In contrast to statistical postprocessing of deterministic forecasts, most of the methods for ensembles only use the ensemble forecast of the variable under study as a predictor variable. There may be several reasons for this practice. First, the total number of predictors is increased by a factor equal to the number of ensemble members, and dealing with high-dimensional grouped data is challenging. Second, more variables often call for more complex nonlinear relationships, which are not straightforward to introduce. However, there are a few recent studies that demonstrate that including additional variables in the ensemble can improve the postprocessed forecast. Scheuerer and Hamill (2015) used precipitable water in precipitation forecasting with a shifted, censored gamma distribution and concluded it had a positive impact during the warm season. Taillardat et al. (2016) added ensemble statistics of several variables in quantile regression forests and demonstrated improvements of about 3% and 6% for wind speed forecasts at two sites. Messner et al. (2017) included variable selection directly in the parameter estimation using boosting and showed improvements of about 4%–12% depending on lead time for minimum and maximum temperature forecasting at five stations. Common for all of these methods is the use of summarizing statistics like the ensemble mean and standard deviation.

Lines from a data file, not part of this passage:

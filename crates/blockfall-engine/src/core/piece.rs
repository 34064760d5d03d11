use std::fmt;

use arrayvec::ArrayVec;
use rand::{Rng, distr::StandardUniform, prelude::Distribution};
use serde::{Deserialize, Serialize, Serializer};

use super::board::{Cell, row_text};

/// Side length of the largest shape grid (the I-piece).
pub const MAX_SHAPE_SIZE: usize = 4;

/// Enum representing the type of piece.
///
/// The discriminants are the cell tags renderers use for color lookup.
#[derive(Debug, Clone, Copy, PartialEq, Eq, Hash, Deserialize, Serialize)]
#[repr(u8)]
pub enum PieceKind {
    /// I-piece.
    I = 1,
    /// L-piece.
    L = 2,
    /// J-piece.
    J = 3,
    /// O-piece.
    O = 4,
    /// Z-piece.
    Z = 5,
    /// S-piece.
    S = 6,
    /// T-piece.
    T = 7,
}

impl Distribution<PieceKind> for StandardUniform {
    fn sample<R: Rng + ?Sized>(&self, rng: &mut R) -> PieceKind {
        PieceKind::ALL[rng.random_range(0..PieceKind::LEN)]
    }
}

impl PieceKind {
    /// Number of piece types (7).
    pub const LEN: usize = 7;

    /// All piece kinds in tag order.
    pub const ALL: [Self; Self::LEN] = [
        PieceKind::I,
        PieceKind::L,
        PieceKind::J,
        PieceKind::O,
        PieceKind::Z,
        PieceKind::S,
        PieceKind::T,
    ];

    /// Returns the numeric tag (1..=7) of this kind.
    #[must_use]
    pub const fn tag(self) -> u8 {
        self as u8
    }

    /// Returns the single character representation of this piece kind.
    ///
    /// # Examples
    ///
    /// ```
    /// use blockfall_engine::PieceKind;
    ///
    /// assert_eq!(PieceKind::I.as_char(), 'I');
    /// assert_eq!(PieceKind::T.as_char(), 'T');
    /// ```
    #[must_use]
    pub const fn as_char(self) -> char {
        match self {
            PieceKind::I => 'I',
            PieceKind::L => 'L',
            PieceKind::J => 'J',
            PieceKind::O => 'O',
            PieceKind::Z => 'Z',
            PieceKind::S => 'S',
            PieceKind::T => 'T',
        }
    }

    /// Parses a piece kind from a single character.
    ///
    /// # Examples
    ///
    /// ```
    /// use blockfall_engine::PieceKind;
    ///
    /// assert_eq!(PieceKind::from_char('J'), Some(PieceKind::J));
    /// assert_eq!(PieceKind::from_char('X'), None);
    /// ```
    #[must_use]
    pub const fn from_char(c: char) -> Option<Self> {
        match c {
            'I' => Some(PieceKind::I),
            'L' => Some(PieceKind::L),
            'J' => Some(PieceKind::J),
            'O' => Some(PieceKind::O),
            'Z' => Some(PieceKind::Z),
            'S' => Some(PieceKind::S),
            'T' => Some(PieceKind::T),
            _ => None,
        }
    }
}

/// Direction of a 90° rotation.
#[derive(Debug, Clone, Copy, PartialEq, Eq)]
pub enum RotationDirection {
    Clockwise,
    CounterClockwise,
}

impl RotationDirection {
    #[must_use]
    pub const fn inverse(self) -> Self {
        match self {
            RotationDirection::Clockwise => RotationDirection::CounterClockwise,
            RotationDirection::CounterClockwise => RotationDirection::Clockwise,
        }
    }
}

/// Board-relative offset of a shape's top-left corner.
///
/// Coordinates are signed: a shape whose leftmost columns are empty may sit
/// at a negative `x`, and rows above the board have a negative `y`.
#[derive(Debug, Default, Clone, Copy, PartialEq, Eq, Hash, Deserialize, Serialize)]
pub struct Position {
    x: i32,
    y: i32,
}

impl Position {
    #[must_use]
    pub const fn new(x: i32, y: i32) -> Self {
        Self { x, y }
    }

    /// Spawn position for a shape of the given width: horizontally centered, top row.
    #[must_use]
    #[expect(clippy::cast_possible_truncation, clippy::cast_possible_wrap)]
    pub const fn spawn(board_cols: usize, shape_width: usize) -> Self {
        Self::new((board_cols / 2) as i32 - (shape_width / 2) as i32, 0)
    }

    #[must_use]
    pub const fn x(self) -> i32 {
        self.x
    }

    #[must_use]
    pub const fn y(self) -> i32 {
        self.y
    }

    #[must_use]
    pub const fn shifted(self, dx: i32, dy: i32) -> Self {
        Self::new(self.x + dx, self.y + dy)
    }
}

type ShapeRow = ArrayVec<Cell, MAX_SHAPE_SIZE>;

/// A piece kind in one orientation: a square grid of cells.
///
/// Grids are 2×2 (O), 3×3 (J, L, S, T, Z) or 4×4 (I). Rotation permutes the
/// grid in place, so any orientation can be reached from any other and four
/// rotations in the same direction give back the original grid.
///
/// # Example
///
/// ```
/// use blockfall_engine::{PieceKind, RotationDirection, Shape};
///
/// let t = Shape::canonical(PieceKind::T);
/// let right = t.rotated(RotationDirection::Clockwise);
/// assert_eq!(right.to_string(), ".T.\n.TT\n.T.");
/// ```
#[derive(Debug, Clone, PartialEq, Eq)]
pub struct Shape {
    kind: PieceKind,
    rows: ArrayVec<ShapeRow, MAX_SHAPE_SIZE>,
}

impl Serialize for Shape {
    fn serialize<S>(&self, serializer: S) -> Result<S::Ok, S::Error>
    where
        S: Serializer,
    {
        // Format: [".T.", "TTT", "..."]
        serializer.collect_seq(self.rows.iter().map(|row| row_text(row)))
    }
}

impl fmt::Display for Shape {
    fn fmt(&self, f: &mut fmt::Formatter<'_>) -> fmt::Result {
        for (i, row) in self.rows.iter().enumerate() {
            if i > 0 {
                f.write_str("\n")?;
            }
            f.write_str(&row_text(row))?;
        }
        Ok(())
    }
}

impl Shape {
    /// Returns the spawn orientation of `kind`.
    #[must_use]
    pub fn canonical(kind: PieceKind) -> Self {
        const C: bool = true;
        const E: bool = false;

        let pattern: &[&[bool]] = match kind {
            PieceKind::I => &[&[E, C, E, E], &[E, C, E, E], &[E, C, E, E], &[E, C, E, E]],
            PieceKind::L => &[&[E, C, E], &[E, C, E], &[E, C, C]],
            PieceKind::J => &[&[E, C, E], &[E, C, E], &[C, C, E]],
            PieceKind::O => &[&[C, C], &[C, C]],
            PieceKind::Z => &[&[C, C, E], &[E, C, C], &[E, E, E]],
            PieceKind::S => &[&[E, C, C], &[C, C, E], &[E, E, E]],
            PieceKind::T => &[&[E, C, E], &[C, C, C], &[E, E, E]],
        };

        let rows = pattern
            .iter()
            .map(|row| {
                row.iter()
                    .map(|&filled| {
                        if filled {
                            Cell::Piece(kind)
                        } else {
                            Cell::Empty
                        }
                    })
                    .collect()
            })
            .collect();
        Self { kind, rows }
    }

    #[must_use]
    pub fn kind(&self) -> PieceKind {
        self.kind
    }

    /// Side length of the grid.
    #[must_use]
    pub fn size(&self) -> usize {
        self.rows.len()
    }

    /// Width of the grid; equal to [`Self::size`] since grids are square.
    #[must_use]
    pub fn width(&self) -> usize {
        self.rows.first().map_or(0, ArrayVec::len)
    }

    #[must_use]
    pub fn cell(&self, x: usize, y: usize) -> Cell {
        self.rows[y][x]
    }

    pub fn rows(&self) -> impl Iterator<Item = &[Cell]> {
        self.rows.iter().map(ArrayVec::as_slice)
    }

    /// Returns shape-local `(x, y)` coordinates of occupied cells.
    pub fn occupied_cells(&self) -> impl Iterator<Item = (usize, usize)> + '_ {
        self.rows.iter().enumerate().flat_map(|(y, row)| {
            row.iter()
                .enumerate()
                .filter(|(_, cell)| cell.is_occupied())
                .map(move |(x, _)| (x, y))
        })
    }

    /// Rotates the grid 90° in place.
    ///
    /// Transposes the grid, then mirrors it horizontally for a clockwise turn
    /// or vertically for a counter-clockwise one.
    pub fn rotate(&mut self, direction: RotationDirection) {
        let size = self.rows.len();
        for y in 0..size {
            for x in 0..y {
                let upper = self.rows[x][y];
                self.rows[x][y] = self.rows[y][x];
                self.rows[y][x] = upper;
            }
        }

        match direction {
            RotationDirection::Clockwise => {
                for row in &mut self.rows {
                    row.reverse();
                }
            }
            RotationDirection::CounterClockwise => self.rows.reverse(),
        }
    }

    #[must_use]
    pub fn rotated(&self, direction: RotationDirection) -> Self {
        let mut shape = self.clone();
        shape.rotate(direction);
        shape
    }
}
//! Game rules and session state.
//!
//! This module drives the core board and piece types through a game:
//!
//! - [`Session`] - Board, falling piece, progression and play state
//! - [`PieceState`] - Falling piece with its position and look-ahead
//! - [`PieceGenerator`] - Uniform random piece supply
//! - [`PieceSeed`] - Seed for deterministic piece generation
//! - [`Progression`] - Score, lines, level and drop interval
//! - [`SessionConfig`] - Board size and seed for a new session
//!
//! # Game Flow
//!
//! 1. Create a [`Session`]; the first piece spawns at the top center
//! 2. A timer feeds elapsed time to [`Session::tick`], which lowers the piece
//! 3. Input moves, rotates or drops the piece
//! 4. A piece that cannot fall further locks, full rows are swept and scored
//! 5. The look-ahead piece spawns; if it collides the session is over
//!
//! # Example
//!
//! ```
//! use blockfall_engine::{Session, SessionState};
//!
//! let mut session = Session::new();
//! while !session.is_game_over() {
//!     session.hard_drop();
//! }
//!
//! assert_eq!(session.state(), SessionState::GameOver);
//! assert_eq!(session.hard_drop(), None);
//!
//! session.reset();
//! assert_eq!(session.state(), SessionState::Playing);
//! ```

pub use self::{config::*, piece_generator::*, piece_state::*, progression::*, session::*};

mod config;
mod piece_generator;
mod piece_state;
mod progression;
mod session;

The objective of this article is to propose and test a flexible methodology that allows for including the complete ensemble forecast of several variables within a BMA framework. The basic idea is to allow for additional variables in the conditional mean of each member and to use flexible regression methods for describing possible nonlinearities. The approach is demonstrated for wind speed forecasting using ensemble forecasts of wind speed and wind direction for Norwegian synoptic stations. A large number of these stations are located in mountains, narrow fjords, valleys, and along the rugged coastline, which may strongly affect local wind conditions. These small-scale features are not well represented in current ensemble prediction systems, and statistical calibration methods can often improve local wind forecasts considerably. Further, the relation between model and locally observed wind speeds may vary with flow direction. Hence, it is reasonable to include wind direction as additional predictive information. One practical use of wind forecasts is for operations that have a threshold for maximum wind speed (e.g., construction work). Therefore, the probabilistic forecasts are evaluated for their probability of exceeding thresholds as well as their overall performance.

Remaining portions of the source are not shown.